Note: both B-cells and T-cells are lymphocytes.

B-cells are formed in the bone marrow, and provide humoral immunity mediated by antibodies. They can recognise parts of antigens free in solution, by fitting them to the antibodies they carry on their surface. When a particular B-cell come into contact with an antigen which it fits, the B-cell swells and divides (through mitosis, or clonal selection)and the new activated B-cells (Plasma cells) secrete antibodies proteins that attack the invader. Once activated, a B-cell can pump out more than 10 million antibody molecules per hour. The antibodies neutralize or precipitate the destruction of the antigens by complement enzymes or scavenger cells. The B-cell can also produce different isotypes of the antibodies, who fit the same antigen but who defend the body in different ways. 

T-cells originate in the thymus and provide cell-mediated immunity, when infected cells become inflamed. While B-cells react to toxin molecules and to the outer surfaces of microbes, T-cells are able to discover the antigens of hidden inner pathogens. They spot peptide fragments of antigens on the surface of body cells and are able to bring the peptide to the cell surface where the T-cell can bind to it, through a molecule known as a major histocompatibility complex (MHC) protein. 

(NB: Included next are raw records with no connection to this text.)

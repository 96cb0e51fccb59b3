//! Daily unattended research run.

use std::sync::Arc;
use std::time::Duration;

use chrono::{DateTime, Duration as ChronoDuration, Local, NaiveTime, TimeZone};
use serde::Serialize;
use tracing::{error, info, warn};

use crate::agent::{Agent, AgentRequest};
use crate::prompts::DAILY_RESEARCH_QUERY;

#[derive(Clone, Debug, PartialEq, Serialize)]
#[serde(tag = "status", rename_all = "snake_case")]
pub enum TriggerStatus {
    Succeeded { session_id: String },
    Failed { session_id: String, error: String },
}

impl TriggerStatus {
    pub fn is_success(&self) -> bool {
        matches!(self, TriggerStatus::Succeeded { .. })
    }
}

pub struct ResearchTrigger {
    agent: Arc<Agent>,
}

impl ResearchTrigger {
    pub fn new(agent: Arc<Agent>) -> Self {
        Self { agent }
    }

    /// Runs the default research request once. The answer itself lands in
    /// the run log only.
    pub async fn fire(&self) -> TriggerStatus {
        info!(agent = %self.agent.name, "research trigger fired");
        let result = self.agent.execute(AgentRequest::new(DAILY_RESEARCH_QUERY), None).await;
        if result.success {
            TriggerStatus::Succeeded {
                session_id: result.session_id,
            }
        } else {
            TriggerStatus::Failed {
                session_id: result.session_id,
                error: result.error.unwrap_or_else(|| "unknown error".to_string()),
            }
        }
    }

    /// Fires at `at` local time every day until the task is dropped.
    pub async fn run_daily(self, at: NaiveTime) {
        loop {
            let now = Local::now();
            let next = next_fire(now, at);
            let wait = (next - now).to_std().unwrap_or(Duration::ZERO);
            info!("next research run at {}", next.format("%Y-%m-%d %H:%M"));
            tokio::time::sleep(wait).await;

            match self.fire().await {
                TriggerStatus::Succeeded { session_id } => {
                    info!(session = %session_id, "daily research completed")
                }
                TriggerStatus::Failed { session_id, error } => {
                    error!(session = %session_id, error = %error, "daily research failed")
                }
            }
        }
    }
}

/// First local time strictly after `now` whose wall clock reads `at`.
pub fn next_fire<Tz: TimeZone>(now: DateTime<Tz>, at: NaiveTime) -> DateTime<Tz> {
    let tz = now.timezone();
    let mut day = now.date_naive();
    for _ in 0..3 {
        if let Some(candidate) = tz.from_local_datetime(&day.and_time(at)).earliest() {
            if candidate > now {
                return candidate;
            }
        }
        day += ChronoDuration::days(1);
    }
    warn!("could not resolve local time {}; retrying in a day", at);
    now + ChronoDuration::days(1)
}

#[cfg(test)]
mod tests {
    use super::*;
    use chrono::Utc;

    fn at(h: u32, m: u32) -> NaiveTime {
        NaiveTime::from_hms_opt(h, m, 0).unwrap()
    }

    #[test]
    fn later_today_when_time_not_reached() {
        let now = Utc.with_ymd_and_hms(2024, 7, 4, 9, 0, 0).unwrap();
        assert_eq!(next_fire(now, at(10, 45)), Utc.with_ymd_and_hms(2024, 7, 4, 10, 45, 0).unwrap());
    }

    #[test]
    fn tomorrow_once_time_passed() {
        let now = Utc.with_ymd_and_hms(2024, 7, 4, 10, 45, 0).unwrap();
        assert_eq!(next_fire(now, at(10, 45)), Utc.with_ymd_and_hms(2024, 7, 5, 10, 45, 0).unwrap());

        let late = Utc.with_ymd_and_hms(2024, 12, 31, 23, 30, 0).unwrap();
        assert_eq!(next_fire(late, at(0, 15)), Utc.with_ymd_and_hms(2025, 1, 1, 0, 15, 0).unwrap());
    }

    #[test]
    fn status_serializes_with_tag() {
        let status = TriggerStatus::Failed {
            session_id: "s1".into(),
            error: "planner failed".into(),
        };
        let value = serde_json::to_value(&status).unwrap();
        assert_eq!(value["status"], "failed");
        assert!(!status.is_success());
    }
}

B-cells and T-cells do not act independently. Instead, highly regulated positive and negative feedback loops between B-cells and T-cells are a hallmark of the immune system. For example, T-cells can stimulate B-cells into an active state by the secretion of lymphokines, molecules that promote antibody formation. T-cells can also suppress antibody formation by releasing inhibitory lymphokines. In turn, B-cells attach antigens to MHC molecules and display them on the cell surface, in order for T-cells to respond to them. B-cells can also inhibit T-cells under experimental conditions.